Она не хотела, чтобы он счел ее ревнивой собственницей, хотя кровь в жилах все еще закипала при одной мысли о вторжении этой девчонки Кроули на ее законную, как она полагала, территорию. Но снова почувствовала накативший яростный жар. Да как она посмела вообще притронуться подобным образом к тому, что всегда было моим…

Вдруг Китнисс встала на носочки и крепко прижалась губами к его губам, и ее настойчивый язык потребовал, чтобы он впустил ее внутрь. И когда он ей это позволил, она поцеловала его настойчиво, неспешно, беря то, что принадлежит ей по праву, и принадлежало дольше, чем эта юная дуреха вообще считалась женщиной. Она целовала его долго, зарывшись одной рукой ему в волосы, а другой — прижимая к себе его бедро. Он тихонько застонал и стал хватать ртом воздух, когда она его наконец отпустила.

— Китнисс, я…

Но она не собиралась с ним разговаривать. Она не так уж хорошо справлялась со словами, и вовсе не слова могли сейчас утихомирить ее восставшее чувство справедливости. Она толкнула его назад, и, видимо, взгляд ее говорил так много, и он был так им поражен, что даже и не думал ей противиться. Китнисс методично его раздела, побросав все в кучу по правую руку от себя, при этом не переставая смотреть ему прямо в глаза. Он не смел и слова вымолвить, пребывая будто во власти неких чар, и единственным звуком в их спальне оставалось шуршание снимаемой с него одежды.

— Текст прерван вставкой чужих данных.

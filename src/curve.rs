//! Curve-level constants: the field prime, the group order, and the
//! generator point `G`.

use crate::field::Fp;
use crate::point::AffinePoint;

/// Namespaced curve constants, kept as a unit struct so call sites read as
/// `Curve::N`, `Curve::P`, mirroring how this crate's predecessor exposed
/// them.
pub struct Curve;

impl Curve {
    /// Curve order `N`: `0xfffffffffffffffffffffffffffffffebaaedce6af48a03bbfd25e8cd0364141`.
    pub const N: [u8; 32] = [
        0xff, 0xff, 0xff, 0xff, 0xff, 0xff, 0xff, 0xff, 0xff, 0xff, 0xff, 0xff, 0xff, 0xff, 0xff,
        0xfe, 0xba, 0xae, 0xdc, 0xe6, 0xaf, 0x48, 0xa0, 0x3b, 0xbf, 0xd2, 0x5e, 0x8c, 0xd0, 0x36,
        0x41, 0x41,
    ];

    /// `N / 2`, the low-s/high-s boundary.
    pub const N_DIV_2: [u8; 32] = [
        0x7f, 0xff, 0xff, 0xff, 0xff, 0xff, 0xff, 0xff, 0xff, 0xff, 0xff, 0xff, 0xff, 0xff, 0xff,
        0xff, 0x5d, 0x57, 0x6e, 0x73, 0x57, 0xa4, 0x50, 0x1d, 0xdf, 0xe9, 0x2f, 0x46, 0x68, 0x1b,
        0x20, 0xa0,
    ];

    /// Field prime `P`: `0xfffffffffffffffffffffffffffffffffffffffffffffffffffffffefffffc2f`.
    pub const P: [u8; 32] = [
        0xff, 0xff, 0xff, 0xff, 0xff, 0xff, 0xff, 0xff, 0xff, 0xff, 0xff, 0xff, 0xff, 0xff, 0xff,
        0xff, 0xff, 0xff, 0xff, 0xff, 0xff, 0xff, 0xff, 0xff, 0xff, 0xff, 0xfe, 0xff, 0xff, 0xff,
        0xfc, 0x2f,
    ];

    pub const GX: [u8; 32] = [
        0x79, 0xbe, 0x66, 0x7e, 0xf9, 0xdc, 0xbb, 0xac, 0x55, 0xa0, 0x62, 0x95, 0xce, 0x87, 0x0b,
        0x07, 0x02, 0x9b, 0xfc, 0xdb, 0x2d, 0xce, 0x28, 0xd9, 0x59, 0xf2, 0x81, 0x5b, 0x16, 0xf8,
        0x17, 0x98,
    ];

    pub const GY: [u8; 32] = [
        0x48, 0x3a, 0xda, 0x77, 0x26, 0xa3, 0xc4, 0x65, 0x5d, 0xa4, 0xfb, 0xfc, 0x0e, 0x11, 0x08,
        0xa8, 0xfd, 0x17, 0xb4, 0x48, 0xa6, 0x85, 0x54, 0x19, 0x9c, 0x47, 0xd0, 0x8f, 0xfb, 0x10,
        0xd4, 0xb8,
    ];

}

/// The generator point `G`, as an affine curve point.
pub fn generator() -> AffinePoint {
    let x = Fp::from_bytes_be(&Curve::GX).expect("Gx is canonical");
    let y = Fp::from_bytes_be(&Curve::GY).expect("Gy is canonical");
    AffinePoint::Point { x, y }
}

#[cfg(test)]
mod tests {
    use super::*;

    #[test]
    fn generator_matches_known_coordinates() {
        let g = generator();
        assert_eq!(g.x().unwrap().to_bytes_be(), Curve::GX);
        assert_eq!(g.y().unwrap().to_bytes_be(), Curve::GY);
    }
}
//! Shared 256-bit limb plumbing used by both [`crate::field::Fp`] and
//! [`crate::scalar::Scalar`].
//!
//! Values are stored as four `u64` limbs, least-significant limb first
//! (`limbs[0]` holds bits `0..64`). Every helper here is a pure function over
//! limb arrays; the typed wrappers in `field.rs`/`scalar.rs` are responsible
//! for picking the right modulus and keeping values canonical.

use subtle::{Choice, ConditionallySelectable};

pub type Limbs = [u64; 4];
pub type WideLimbs = [u64; 8];

/// `a + b + carry`, returning `(sum, carry_out)`.
#[inline(always)]
pub fn adc(a: u64, b: u64, carry: u64) -> (u64, u64) {
    let sum = a as u128 + b as u128 + carry as u128;
    (sum as u64, (sum >> 64) as u64)
}

/// `a - b - borrow`, returning `(diff, borrow_out)` where `borrow_out` is 1
/// iff the subtraction underflowed.
#[inline(always)]
pub fn sbb(a: u64, b: u64, borrow: u64) -> (u64, u64) {
    let diff = a as i128 - b as i128 - borrow as i128;
    (diff as u64, (diff < 0) as u64)
}

/// `acc + a*b + carry`, returning `(low, carry_out)`.
#[inline(always)]
pub fn mac(acc: u64, a: u64, b: u64, carry: u64) -> (u64, u64) {
    let r = acc as u128 + (a as u128) * (b as u128) + carry as u128;
    (r as u64, (r >> 64) as u64)
}

pub fn add_limbs(a: &Limbs, b: &Limbs) -> (Limbs, u64) {
    let mut r = [0u64; 4];
    let mut carry = 0u64;
    for i in 0..4 {
        let (s, c) = adc(a[i], b[i], carry);
        r[i] = s;
        carry = c;
    }
    (r, carry)
}

pub fn sub_limbs(a: &Limbs, b: &Limbs) -> (Limbs, u64) {
    let mut r = [0u64; 4];
    let mut borrow = 0u64;
    for i in 0..4 {
        let (d, bo) = sbb(a[i], b[i], borrow);
        r[i] = d;
        borrow = bo;
    }
    (r, borrow)
}

/// Schoolbook 4x4 -> 8 limb product.
pub fn mul_wide(a: &Limbs, b: &Limbs) -> WideLimbs {
    let mut r = [0u64; 8];
    for i in 0..4 {
        let mut carry = 0u64;
        for j in 0..4 {
            let (lo, hi) = mac(r[i + j], a[i], b[j], carry);
            r[i + j] = lo;
            carry = hi;
        }
        r[i + 4] = carry;
    }
    r
}

pub fn is_zero(a: &Limbs) -> Choice {
    let mut acc = 0u64;
    for limb in a {
        acc |= *limb;
    }
    Choice::from((acc == 0) as u8)
}

/// Constant-time `a >= b`.
pub fn ge(a: &Limbs, b: &Limbs) -> Choice {
    let (_, borrow) = sub_limbs(a, b);
    Choice::from((borrow == 0) as u8)
}

pub fn conditional_select(a: &Limbs, b: &Limbs, choice: Choice) -> Limbs {
    let mut r = [0u64; 4];
    for i in 0..4 {
        r[i] = u64::conditional_select(&a[i], &b[i], choice);
    }
    r
}

/// `(acc << 1) | bit`, returning `(shifted, carry_out)` where `carry_out` is
/// the bit shifted out past the top of the 256-bit value.
fn shl1(acc: &Limbs, bit: u64) -> (Limbs, u64) {
    let mut r = [0u64; 4];
    let mut carry = bit;
    for i in 0..4 {
        let next_carry = acc[i] >> 63;
        r[i] = (acc[i] << 1) | carry;
        carry = next_carry;
    }
    (r, carry)
}

/// One step of binary long division: `acc = (acc*2 + bit) mod modulus`,
/// given the invariant `acc < modulus` on entry.
///
/// Constant-time: the single conditional subtraction is a masked select, not
/// a data-dependent branch.
fn reduce_step(acc: Limbs, bit: u64, modulus: &Limbs) -> Limbs {
    let (shifted, carry_out) = shl1(&acc, bit);
    let (diff, borrow) = sub_limbs(&shifted, modulus);
    // Need to subtract iff the 257-bit value `carry_out*2^256 + shifted` is
    // >= modulus: either the carry bit fired, or it didn't and shifted itself
    // is already >= modulus (no borrow from the plain 256-bit subtraction).
    let need_sub = Choice::from((carry_out != 0) as u8) | Choice::from((borrow == 0) as u8);
    conditional_select(&shifted, &diff, need_sub)
}

/// Reduce an arbitrary-length big-endian byte string modulo `modulus`.
///
/// Used for RFC 6979's `bits2int`, for widening 32-to-48-byte nonces, and for
/// `hash_to_private_key`'s 40..=1024 byte inputs.
pub fn reduce_wide_bytes(bytes: &[u8], modulus: &Limbs) -> Limbs {
    let mut acc = [0u64; 4];
    for byte in bytes {
        for bit_idx in (0..8).rev() {
            let bit = ((byte >> bit_idx) & 1) as u64;
            acc = reduce_step(acc, bit, modulus);
        }
    }
    acc
}

/// Reduce a little-endian wide limb array (e.g. a 512-bit multiplication
/// product) modulo `modulus`.
pub fn reduce_wide_limbs(wide: &WideLimbs, modulus: &Limbs) -> Limbs {
    let mut acc = [0u64; 4];
    for limb_idx in (0..8).rev() {
        let limb = wide[limb_idx];
        for bit_idx in (0..64).rev() {
            let bit = (limb >> bit_idx) & 1;
            acc = reduce_step(acc, bit, modulus);
        }
    }
    acc
}

pub fn limbs_from_bytes_be(bytes: &[u8; 32]) -> Limbs {
    let mut r = [0u64; 4];
    for i in 0..4 {
        let mut chunk = [0u8; 8];
        chunk.copy_from_slice(&bytes[24 - i * 8..32 - i * 8]);
        r[i] = u64::from_be_bytes(chunk);
    }
    r
}

pub fn limbs_to_bytes_be(limbs: &Limbs) -> [u8; 32] {
    let mut out = [0u8; 32];
    for i in 0..4 {
        out[24 - i * 8..32 - i * 8].copy_from_slice(&limbs[i].to_be_bytes());
    }
    out
}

Когда же он остался обнаженным, Китнисс изучила его так, как кошка изучает свою потенциальную добычу, пытаясь понять, где у той самое уязвимое место. Но она не собиралась сражаться только с плотью. Она хотела бы расправиться с фантомами всех тех женщин, что встречались на его пути.

Она потянулась вниз и принялась настойчиво ласкать его яички, наблюдая за его лицом, когда он зашипел. Было немного боязно делать что-то настолько новое, но, с другой стороны, так хорошо уже изучив его тело, она не колебалась, так как точно знала, как доставить ему удовольствие. Она гладила языком те самые следы от языков пламени, которые так сильно напоминали отметины на ее теле — плотные, выступающие узлы на коже, которые он заработал в тот же самый день, что и она, давным-давно. Немало времени с того дня прошло, прежде чем Китнисс узнала, что он тогда пришел на площадь вслед за ней, чтобы ее защищать. Так они и сгорели вместе, как это всегда с ними и бывало. Вместе. Тогда, как и сейчас. Как им и следовало оставаться ныне, присно и вовеки веков, если уж на то пошло.